Recently, a series of surface wave/phonon-induced fast transport and diffusion phenomena are detected at micro/nanoscale. At first, the thermophoric phenomena along a carbon nanotube [1,2,3,4,5] or a graphene ribbon [6,7,8,9,10] have been extensively investigated. Thermal fluctuations are confirmed to enable continuous water flow through a carbon nanotube (CNT) by imposing an axial thermal gradient along its surface [11,12,13]. Nonequilibrium molecular dynamics simulations are done to explore the feasibility of utilizing a thermal gradient on a large graphene substrate to control the motion of a small graphene nanoflake [6]. In addition, thermally driven water droplet transport on graphene and hexagonal boron nitride (h-BN) surfaces is studied by molecular dynamics simulations [8, 9]. These phenomena are suggested to correlate with certain modes of phonons [14,15,16,17,18,19]. For example, Schoen et al. attributed the thermophoric motion inside a carbon nanotube to the breathing mode of the tube [1, 20]. Panizon et al. [21] pointed out flexural travelling waves/phonons on graphene can pass their momentum to the adsorbates and cause the transport. Similar to thermophoric phenomena, Angelos et al. showed temperature-induced propagating ripples on graphene can lead to fast diffusion of water nanodroplets that is 2–3 orders of magnitude faster than the self-diffusion of water molecules in liquid water [22, 23].
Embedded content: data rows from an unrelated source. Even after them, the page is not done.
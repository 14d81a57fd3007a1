//! The scheduler object: CPU information, thread placement and idle time.

use crate::{invoke_helper, Invocation, Kobject, Reply};
use abi::{commit_result, commit_result_words, label, ErrorCode, Mword, ObjRef, SchedParam, SchedParamMsg, Utcb};
use context::{ContextRef, ThreadState};
use cpu::{CpuId, CpuSet};
use ipc::IpcOutcome;
use kernel_config::sched::{MAX_CPUS, MAX_PRIO};
use sched_context::SchedContext;
use scheduler::CpuSched;

/// The scheduler operations, in the first message word.
#[derive(Clone, Copy, Debug, PartialEq, Eq)]
#[repr(usize)]
pub enum SchedOp {
    /// The online CPUs, the number of CPUs and the highest priority.
    Info = 0,
    /// Apply scheduling parameters to a thread and let it run.
    RunThread = 1,
    /// The time a CPU has spent idle.
    IdleTime = 2,
}

impl SchedOp {
    fn from_word(word: Mword) -> Option<SchedOp> {
        match word {
            0 => Some(SchedOp::Info),
            1 => Some(SchedOp::RunThread),
            2 => Some(SchedOp::IdleTime),
            _ => None,
        }
    }
}

/// The one scheduler object of the system.
#[derive(Debug, Default)]
pub struct SchedulerObject;

impl SchedulerObject {
    pub fn new() -> SchedulerObject {
        SchedulerObject
    }

    fn sys_info(&self, cs: &mut CpuSched, input: &Utcb, out: &mut Utcb) -> Reply {
        let set = CpuSet::from_words(input.values[1] as u64, 0);
        let offset = set.offset() as usize;
        if offset >= MAX_CPUS {
            return Reply::Tag(ErrorCode::ERange.result());
        }

        let mut map: u64 = 0;
        for cpu in cs.machine().online().iter() {
            if cpu.index() < offset {
                continue;
            }
            let bit = (cpu.index() - offset).checked_shr(set.granularity() as u32).unwrap_or(0);
            if bit < u64::BITS as usize {
                map |= 1 << bit;
            }
        }
        out.values[0] = map as Mword;
        out.values[1] = cs.machine().num_cpus();
        out.values[2] = MAX_PRIO as Mword;
        Reply::Tag(commit_result_words(0, 3))
    }

    fn sys_run_thread(&self, cs: &mut CpuSched, inv: &Invocation<'_>, input: &Utcb) -> Reply {
        let tag = inv.tag;
        if tag.words() < 5 {
            return Reply::Tag(ErrorCode::EInval.result());
        }
        let msg = match SchedParamMsg::decode(&input.values[1..tag.words()]) {
            Ok(msg) => msg,
            Err(e) => return Reply::Tag(e.result()),
        };
        if tag.items() < 1 {
            return Reply::Tag(ErrorCode::EInval.result());
        }
        let cap = match input.values.get(tag.words()) {
            Some(&word) => ObjRef::from_raw(word).cap(),
            None => return Reply::Tag(ErrorCode::EInval.result()),
        };
        let thread = match inv.task.lookup(cap) {
            Some((obj, _)) => match obj.as_thread() {
                Some(thread) => thread.context().clone(),
                None => return Reply::Tag(ErrorCode::EInval.result()),
            },
            None => return Reply::Tag(ErrorCode::ENoent.result()),
        };
        if let Err(e) = SchedContext::check(&msg.param) {
            return Reply::Tag(ErrorCode::from(e).result());
        }

        let machine = cs.machine();
        let home = thread.home_cpu();
        let target = if machine.is_online(home) && msg.cpus.contains(home) {
            home
        } else if msg.cpus.contains(cs.cpu()) {
            cs.cpu()
        } else {
            match msg.cpus.first(machine.online()) {
                Some(cpu) => cpu,
                None => return Reply::Tag(ErrorCode::EInval.result()),
            }
        };

        debug!("run_thread: {:?} on CPU {} with {:?}", thread, target, msg.param);
        let param = msg.param;
        cs.remote_call(home, move |pcs| run_thread(pcs, thread, param, target));
        Reply::Tag(commit_result(0))
    }

    fn sys_idle_time(&self, cs: &mut CpuSched, inv: &Invocation<'_>, input: &Utcb) -> Reply {
        let set = CpuSet::from_words(input.values[1] as u64, input.values[2] as u64);
        let cpu = match set.first(cs.machine().online()) {
            Some(cpu) => cpu,
            None => return Reply::Tag(ErrorCode::EInval.result()),
        };
        let have_recv = inv.obj_ref.have_recv();
        let outcome = ipc::call_remote(cs, cpu, move |pcs, waiter| {
            if have_recv {
                waiter.utcb().values[0] = pcs.idle_time() as Mword;
            }
            waiter.frame().set_tag(commit_result_words(0, 1));
        });
        Reply::Committed(outcome)
    }

    fn kinvoke(&self, cs: &mut CpuSched, inv: &Invocation<'_>, input: &Utcb, out: &mut Utcb) -> Reply {
        if inv.tag.proto() != label::SCHEDULER {
            return Reply::Tag(ErrorCode::EBadproto.result());
        }
        if inv.tag.words() < 1 {
            return Reply::Tag(ErrorCode::EInval.result());
        }
        match SchedOp::from_word(input.values[0]) {
            Some(SchedOp::Info) => self.sys_info(cs, input, out),
            Some(SchedOp::RunThread) => self.sys_run_thread(cs, inv, input),
            Some(SchedOp::IdleTime) => self.sys_idle_time(cs, inv, input),
            None => Reply::Tag(ErrorCode::ENosys.result()),
        }
    }
}

/// Applies `param` to `ctx` on its home CPU, moves it to `target` and makes it run.
///
/// A thread blocked in an IPC keeps waiting with its new parameters.
fn run_thread(pcs: &mut CpuSched, ctx: ContextRef, param: SchedParam, target: CpuId) {
    if !pcs.adopt_or_forward(&ctx) {
        let home = ctx.home_cpu();
        pcs.remote_call(home, move |pcs| run_thread(pcs, ctx, param, target));
        return;
    }
    if ctx.state().contains(ThreadState::DEAD) {
        warn!("run_thread: {:?} is dead", ctx);
        return;
    }

    let queued = ctx.sched().in_ready_list();
    pcs.rq_mut().ready_dequeue(ctx.sched());
    if let Err(e) = ctx.sched().set(&param) {
        error!("run_thread: {:?} rejected {:?}: {:?}", ctx, param, e);
    }
    if queued {
        pcs.rq_mut().ready_enqueue(ctx.sched());
    }
    pcs.request_resched();

    if target != pcs.cpu() {
        if let Err(e) = pcs.migrate(&ctx, target) {
            error!("run_thread: cannot migrate {:?}: {}", ctx, e);
        }
    }
    if !ctx.state().intersects(ThreadState::IPC_MASK | ThreadState::DRQ_WAIT) {
        pcs.activate(&ctx);
    }
}

impl Kobject for SchedulerObject {
    fn kind(&self) -> &'static str {
        "scheduler"
    }

    fn invoke(&self, cs: &mut CpuSched, inv: &Invocation<'_>) -> IpcOutcome {
        invoke_helper(cs, inv, |cs, input, out| self.kinvoke(cs, inv, input, out))
    }
}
In addition to thermal fluctuation, studies confirm that the vibration can also transport particles and droplets in and outside a carbon nanotube (CNT) [24,25,26,27]. For example, the nanodroplets are transported along the nanotube with a velocity close to 30 nm/ns when linearly polarized transverse acoustic waves pass linear momentum to the nanodroplet [24, 28]. Guo et al. demonstrated that water molecules inside a vibrating cantilever are driven by centrifugal forces and can undergo a continuous flow from the fixed to free ends of the CNT by molecular dynamics simulations [26, 29]. A novel nanoscale unidirectional transport of water molecules through a single-walled carbon nanotube (SWCNT) is designed by using a vibration charge and a composite SWCNT with asymmetrical surface energy [30]. Zhou et al. [31] investigated current inversions in a nanosized water pump based on a single-walled carbon nanotube powered by mechanical vibration and confirmed the water current depended sensitively on the frequency of mechanical vibration. Chang and Guo [32] discovered the domino wave in carbon nanotubes which can shoot the inner molecule with a large speed up to 1 km/s. A reversible domino process is also proved in single-walled carbon nanotubes [33].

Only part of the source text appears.